Two distinct checkpoint mechanisms at different layers. Both exist to keep load() fast on long streams; they fail in different ways and recover from each other.

The two checkpoints

	Cache	Snapshot
Where it lives	In-memory port (`InMemoryCache` LRU by default; pluggable to Redis)	A `__snapshot__` event committed to the store
Lifetime	Process lifetime; lost on restart, eviction	Persists in the event log forever
Created by	`action()` after each commit; `load()` after each non-empty replay	`me.snap?.(snapshot)` callback after a commit
Read by	Every `load()` (cache-first)	`load()` on cold start or cache miss
Granularity	Latest checkpoint per stream	Multiple checkpoints per stream, anchored to specific event IDs
Invalidated by	`ConcurrencyError`, manual `cache().invalidate()`	Never — events are immutable

Why two layers

A long stream needs to be replayed somewhere. The cheapest place is RAM (cache), but RAM is volatile. The next-cheapest is disk-via-DB (snapshot), but reading even one snapshot still costs a round trip. The framework uses both: cache catches the warm case for zero round-trips; snapshots catch the cold-start case to bound replay cost.

Read path — `load()`

                  load(state, stream, asOf?)
                                │
              ┌─────────────────┴─────────────────┐
              │                                   │
          asOf set?                        cache.get(stream)
        (time-travel)                             │
              │                       ┌───────────┴───────────┐
              │                       │                       │
              │                      hit                     miss
              ▼                       ▼                       ▼
          skip cache              cached.state            init state
        with_snaps:true          cached.event_id         with_snaps:true
        scan from asOf           query after             scan from start
              │                  cached.event_id         (snap if any)
              │                       │                       │
              └───────────────────────┼───────────────────────┘
                                      ▼
                                replay events
                                      │
                                      ▼
                        (write cache if replayed > 0
                         and not time-travel)

Three distinct entry conditions, three different store-query shapes:

Cache hit: query after: cached.event_id (no with_snaps). Skip everything older — the cached state is correct as-of the cached event ID.
Cache miss: query from start with with_snaps: true. The query stream will surface any __snapshot__ events; the reducer absorbs the snapshot's state and resets patches to 0.
Time-travel (asOf set): bypass cache entirely, query from start with snapshots, plus the asOf filter (before, created_before, created_after, limit). Time-travel reads must reflect history, not current cached state.

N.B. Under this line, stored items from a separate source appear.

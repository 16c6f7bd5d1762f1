//! Route-entry checks for protected views.
//!
//! `SessionGuard` decides whether a view may render from two facts: is there
//! a token, and has the profile for it been loaded. `LoginRedirect` is the
//! top-level `SessionObserver` that sends the user to the login entry point
//! when the client evicts an expired session.

use parking_lot::Mutex;
use serde::Serialize;
use tracing::{debug, info};

use crate::session::SessionObserver;
use crate::store::AuthStore;

pub const LOGIN_PATH: &str = "/login";

#[derive(Debug, Clone, Copy, Default, PartialEq, Eq, Serialize)]
#[serde(rename_all = "camelCase")]
pub enum GuardState {
    #[default]
    Unknown,
    Authenticated,
    Unauthenticated,
}

/// What the view layer should do on entry.
#[derive(Debug, Clone, PartialEq, Eq, Serialize)]
#[serde(rename_all = "camelCase", tag = "kind")]
pub enum GuardDecision {
    /// Render the protected content.
    Render,
    /// Token present, profile still loading: show a placeholder.
    Verifying,
    /// Go to the login page, remembering where the user was headed.
    RedirectToLogin { from: String },
}

#[derive(Debug)]
pub struct SessionGuard {
    auth: AuthStore,
    state: GuardState,
}

impl SessionGuard {
    pub fn new(auth: AuthStore) -> Self {
        Self {
            auth,
            state: GuardState::Unknown,
        }
    }

    pub fn state(&self) -> GuardState {
        self.state
    }

    /// Decide from current state only; never issues a request.
    pub fn evaluate(&mut self, path: &str) -> GuardDecision {
        if !self.auth.is_authenticated() {
            self.state = GuardState::Unauthenticated;
            return GuardDecision::RedirectToLogin { from: path.to_string() };
        }
        if self.auth.user().is_some() {
            self.state = GuardState::Authenticated;
            GuardDecision::Render
        } else {
            self.state = GuardState::Unknown;
            GuardDecision::Verifying
        }
    }

    /// Evaluate, fetching the profile first when a token has none yet.
    ///
    /// A profile failure that evicts the session ends in a redirect. Any other
    /// failure leaves the guard verifying, with the error in the auth store.
    pub fn enter(&mut self, path: &str) -> GuardDecision {
        let decision = self.evaluate(path);
        if decision != GuardDecision::Verifying {
            return decision;
        }
        debug!(path, "Token without profile, fetching profile");
        if let Err(err) = self.auth.fetch_profile() {
            debug!(error = %err, "Profile fetch during route entry failed");
        }
        self.evaluate(path)
    }

    /// Synchronous logout: evicts the token and becomes unauthenticated.
    pub fn logout(&mut self) {
        self.auth.logout();
        self.state = GuardState::Unauthenticated;
    }
}

type Navigator = Box<dyn Fn(&str) + Send + Sync>;

/// Sends the user to [`LOGIN_PATH`] when a session is evicted.
///
/// Every eviction is recorded; the optional navigator lets the host perform
/// the actual navigation.
#[derive(Default)]
pub struct LoginRedirect {
    navigations: Mutex<Vec<String>>,
    navigator: Option<Navigator>,
}

impl std::fmt::Debug for LoginRedirect {
    fn fmt(&self, f: &mut std::fmt::Formatter<'_>) -> std::fmt::Result {
        f.debug_struct("LoginRedirect")
            .field("navigations", &self.navigation_count())
            .finish()
    }
}

impl LoginRedirect {
    pub fn new() -> Self {
        Self::default()
    }

    pub fn with_navigator(navigator: impl Fn(&str) + Send + Sync + 'static) -> Self {
        Self {
            navigations: Mutex::new(Vec::new()),
            navigator: Some(Box::new(navigator)),
        }
    }

    pub fn navigation_count(&self) -> usize {
        self.navigations.lock().len()
    }

    /// Endpoints whose 401 triggered a redirect, oldest first.
    pub fn triggers(&self) -> Vec<String> {
        self.navigations.lock().clone()
    }
}

impl SessionObserver for LoginRedirect {
    fn session_expired(&self, endpoint: &str) {
        info!(endpoint, target = LOGIN_PATH, "Redirecting to login");
        self.navigations.lock().push(endpoint.to_string());
        if let Some(navigate) = &self.navigator {
            navigate(LOGIN_PATH);
        }
    }
}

After the loop, if any events were processed (replayed > 0) and we're not in time-travel mode, the cache is updated to the new checkpoint. This is what makes read-heavy paths warm — without it, repeated load()s on the same stream would all be misses.

Why no race protection on the cache write

Two load()s on the same stream can race. If both write to cache, a slower load could overwrite a fresher entry with a stale checkpoint. Doesn't matter:

Cache has v=10 (from some earlier action)
Slow load A starts; reads cache; queries past v=10 — finds nothing new
Concurrent commit happens; action writes cache.set(v=11)
Slow load A finishes (its view is v=10); writes cache.set(v=10)
Cache now has v=10 (stale by one event)
Next load B reads cache (v=10); queries after v=10 — finds the v=11 event
Replays it; writes cache.set(v=11)
Cache is correct.

Step 7 is the key: every load that processes events past the cached point updates the cache. Stale entries are self-correcting on the next access. No version-comparison needed at write time.

Snapshot creation

Snapshots are created by user code via the me.snap? predicate at the end of every action():

const last = snapshots.at(-1)!;
const snapped = me.snap && me.snap(last);
// ... cache.set with patches: snapped ? 0 : last.patches
if (snapped) void snap(last);  // commits a __snapshot__ event, fire-and-forget

The user-supplied predicate decides when to snap. Common patterns:

By patch count: .snap((s) => s.patches >= 50) — every 50 events since last snap.
By time elapsed: keep timestamp on state, snap when Date.now() - state.lastSnapAt > 60_000.
Never: omit .snap(). Streams with bounded length (single-day TTL, capped by app logic) often don't need snapshots.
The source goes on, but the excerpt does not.